A Scalable Measure of Loss Landscape Curvature for Analyzing the Training Dynamics of LLMs
Dayal Singh Kalra, Jean-Christophe Gagnon-Audet, Andrey Gromov, Ishita Mediratta, Kelvin Niu, Alexander H Miller, Michael Shvartsman
TL;DR
This work addresses the need for scalable metrics of loss-landscape curvature in large language models by introducing critical sharpness $λ_c = 2/η_c$, estimable with fewer than 10 forward passes along the update direction. It provides a theoretical link between $λ_c$ and Hessian sharpness under a quadratic loss and demonstrates that $λ_c$ captures progressive sharpening and Edge of Stability across pre-training and mid-training, including up to 7B-parameter models. The authors further introduce relative critical sharpness $λ_c^{1→2}$ to study cross-landscape effects and data-mixing strategies, revealing a sweet spot in pre-training data fraction that balances retention of pre-trained capabilities with downstream adaptation.

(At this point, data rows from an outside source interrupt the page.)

use std::{
    cell::RefCell,
    collections::{BTreeMap, HashMap},
    fmt, fs,
    path::{Path, PathBuf},
    rc::Rc,
};

use anyhow::{bail, Context, Result};
use snake_tester_core::DEFAULT_STYLE_KEY as DEFAULT_KEY;
use snake_tester_rendering::{ArtworkHandle, ArtworkKind, ArtworkResolver};

const SUPPORTED_MANIFEST_VERSION: u32 = 1;

type Loader = Box<dyn Fn(&Path) -> Result<String>>;

/// Head and tail artwork declared by a manifest, loaded on first use.
pub struct ArtworkLibrary {
    heads: BTreeMap<String, PathBuf>,
    tails: BTreeMap<String, PathBuf>,
    loader: Loader,
    markup: RefCell<HashMap<ArtworkHandle, Rc<str>>>,
}

impl fmt::Debug for ArtworkLibrary {
    fn fmt(&self, f: &mut fmt::Formatter<'_>) -> fmt::Result {
        f.debug_struct("ArtworkLibrary")
            .field("heads", &self.heads)
            .field("tails", &self.tails)
            .field("loaded", &self.markup.borrow().len())
            .finish_non_exhaustive()
    }
}

impl ArtworkLibrary {
    /// Loads artwork from the manifest located at the provided path.
    pub fn from_manifest_path(path: impl AsRef<Path>) -> Result<Self> {
        Self::from_manifest_with_loader(path, default_loader)
    }

    /// Returns the default manifest path relative to the repository root.
    #[must_use]
    pub fn default_manifest_path() -> PathBuf {
        PathBuf::from("assets/manifest.toml")
    }

    /// Reads the manifest at `path`; artwork files are read through `loader`.
    pub fn from_manifest_with_loader(
        path: impl AsRef<Path>,
        loader: impl Fn(&Path) -> Result<String> + 'static,
    ) -> Result<Self> {
        let manifest_path = path.as_ref();
        let contents = fs::read_to_string(manifest_path).with_context(|| {
            format!(
                "failed to read artwork manifest at {}",
                manifest_path.display()
            )
        })?;
        let base = manifest_path
            .parent()
            .map(Path::to_path_buf)
            .unwrap_or_else(|| PathBuf::from("."));
        Self::from_manifest_str(&contents, &base, loader)
    }

    /// Parses manifest text whose paths are relative to `base`.
    pub fn from_manifest_str(
        contents: &str,
        base: &Path,
        loader: impl Fn(&Path) -> Result<String> + 'static,
    ) -> Result<Self> {
        let (heads, tails) = parse_manifest(contents, base)?;
        Ok(Self {
            heads,
            tails,
            loader: Box::new(loader),
            markup: RefCell::new(HashMap::new()),
        })
    }

    /// Returns whether the library declares the key for the kind.
    #[must_use]
    pub fn contains(&self, kind: ArtworkKind, key: &str) -> bool {
        self.entries(kind).contains_key(key)
    }

    /// Returns the number of artwork files read so far.
    #[must_use]
    pub fn loaded_count(&self) -> usize {
        self.markup.borrow().len()
    }

    /// Markup of the artwork, read from disk on first request.
    pub fn markup(&self, handle: &ArtworkHandle) -> Result<Rc<str>> {
        if let Some(markup) = self.markup.borrow().get(handle) {
            return Ok(Rc::clone(markup));
        }

        let path = self
            .entries(handle.kind())
            .get(handle.key())
            .with_context(|| format!("artwork {handle:?} missing from library"))?;
        let markup: Rc<str> = (self.loader)(path)
            .with_context(|| format!("failed to load artwork {handle:?} from {}", path.display()))?
            .into();
        let _previous = self
            .markup
            .borrow_mut()
            .insert(handle.clone(), Rc::clone(&markup));
        Ok(markup)
    }

    fn entries(&self, kind: ArtworkKind) -> &BTreeMap<String, PathBuf> {
        match kind {
            ArtworkKind::Head => &self.heads,
            ArtworkKind::Tail => &self.tails,
        }
    }
}

impl ArtworkResolver for ArtworkLibrary {
    fn resolve(&self, kind: ArtworkKind, key: &str) -> ArtworkHandle {
        if self.contains(kind, key) {
            ArtworkHandle::new(kind, key)
        } else {
            ArtworkHandle::new(kind, DEFAULT_KEY)
        }
    }
}

fn default_loader(path: &Path) -> Result<String> {
    fs::read_to_string(path)
        .with_context(|| format!("failed to read artwork at {}", path.display()))
}

#[derive(Debug, serde::Deserialize)]
struct Manifest {
    version: u32,
    heads: BTreeMap<String, String>,
    tails: BTreeMap<String, String>,
}

type Entries = BTreeMap<String, PathBuf>;

fn parse_manifest(contents: &str, base_path: &Path) -> Result<(Entries, Entries)> {
    let manifest: Manifest =
        toml::from_str(contents).context("failed to parse artwork manifest toml contents")?;
    if manifest.version != SUPPORTED_MANIFEST_VERSION {
        bail!(
            "unsupported artwork manifest version {}; expected {}",
            manifest.version,
            SUPPORTED_MANIFEST_VERSION
        );
    }

    let heads = resolve_entries("heads", manifest.heads, base_path)?;
    let tails = resolve_entries("tails", manifest.tails, base_path)?;
    Ok((heads, tails))
}

fn resolve_entries(
    table: &str,
    entries: BTreeMap<String, String>,
    base_path: &Path,
) -> Result<Entries> {
    if !entries.contains_key(DEFAULT_KEY) {
        bail!("artwork manifest [{table}] missing `{DEFAULT_KEY}` entry");
    }
    Ok(entries
        .into_iter()
        .map(|(key, relative_path)| (key, base_path.join(relative_path)))
        .collect())
}

#[cfg(test)]
mod tests {
    use super::*;
    use std::cell::Cell;

    const MANIFEST: &str = r#"
        version = 1

        [heads]
        default = "heads/default.svg"
        tongue = "heads/tongue.svg"

        [tails]
        default = "tails/default.svg"
    "#;

    #[test]
    fn manifest_requires_default_entries() {
        let manifest = r#"
            version = 1

            [heads]
            tongue = "heads/tongue.svg"

            [tails]
            default = "tails/default.svg"
        "#;

        let result = parse_manifest(manifest, Path::new("assets"));
        assert!(result.is_err(), "manifest without a default head should fail");
    }

    #[test]
    fn manifest_rejects_unknown_versions() {
        let manifest = MANIFEST.replace("version = 1", "version = 2");

        let result = parse_manifest(&manifest, Path::new("assets"));
        assert!(result.is_err(), "version 2 must be rejected");
    }

    #[test]
    fn manifest_resolves_paths_relative_to_base_directory() {
        let (heads, tails) =
            parse_manifest(MANIFEST, Path::new("root")).expect("manifest should parse");

        assert_eq!(
            heads.get("tongue"),
            Some(&PathBuf::from("root/heads/tongue.svg"))
        );
        assert_eq!(
            tails.get("default"),
            Some(&PathBuf::from("root/tails/default.svg"))
        );
    }

    #[test]
    fn unknown_keys_fall_back_to_default() {
        let library = ArtworkLibrary::from_manifest_str(MANIFEST, Path::new("assets"), |_| {
            Ok(String::new())
        })
        .expect("library should load");

        assert_eq!(
            library.resolve(ArtworkKind::Head, "tongue"),
            ArtworkHandle::new(ArtworkKind::Head, "tongue")
        );
        assert_eq!(
            library.resolve(ArtworkKind::Tail, "tongue"),
            ArtworkHandle::new(ArtworkKind::Tail, "default")
        );
        assert_eq!(
            library.resolve(ArtworkKind::Head, "missing"),
            ArtworkHandle::new(ArtworkKind::Head, "default")
        );
    }

    #[test]
    fn library_reads_each_artwork_once() {
        let reads = Rc::new(Cell::new(0));
        let counter = Rc::clone(&reads);
        let library = ArtworkLibrary::from_manifest_str(MANIFEST, Path::new("assets"), move |path| {
            counter.set(counter.get() + 1);
            Ok(format!("<svg>{}</svg>", path.display()))
        })
        .expect("library should load");
        let head = library.resolve(ArtworkKind::Head, "default");

        let first = library.markup(&head).expect("markup loads");
        let second = library.markup(&head).expect("markup is cached");

        assert_eq!(first, second);
        assert_eq!(&*first, "<svg>assets/heads/default.svg</svg>");
        assert_eq!(reads.get(), 1, "loader should be invoked exactly once per key");
        assert_eq!(library.loaded_count(), 1);
    }
}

Collectively, the results offer a practical, scalable toolkit for diagnosing curvature dynamics and guiding data composition in large-scale model training, with implications for optimization stability and transfer performance.
Abstract
Understanding the curvature evolution of the loss landscape is fundamental to analyzing the training dynamics of neural networks. The most commonly studied measure, Hessian sharpness ($λ_{\max}^H$) -- the largest eigenvalue of the loss Hessian -- determines local training stability and interacts with the learning rate throughout training. Despite its significance in analyzing training dynamics, direct measurement of Hessian sharpness remains prohibitive for Large Language Models (LLMs) due to high computational cost. We analyze $\textit{critical sharpness}$ ($λ_c$), a computationally efficient measure requiring fewer than $10$ forward passes given the update direction $Δ\mathbfθ$. Critically, this measure captures well-documented Hessian sharpness phenomena, including progressive sharpening and Edge of Stability. Using this measure, we provide the first demonstration of these sharpness phenomena at scale, up to $7$B parameters, spanning both pre-training and mid-training of OLMo-2 models. We further introduce $\textit{relative critical sharpness}$ ($λ_c^{1\to 2}$), which quantifies the curvature of one loss landscape while optimizing another, to analyze the transition from pre-training to fine-tuning and guide data mixing strategies. Critical sharpness provides practitioners with a practical tool for diagnosing curvature dynamics and informing data composition choices at scale. More broadly, our work shows that scalable curvature measures can provide actionable insights for large-scale training.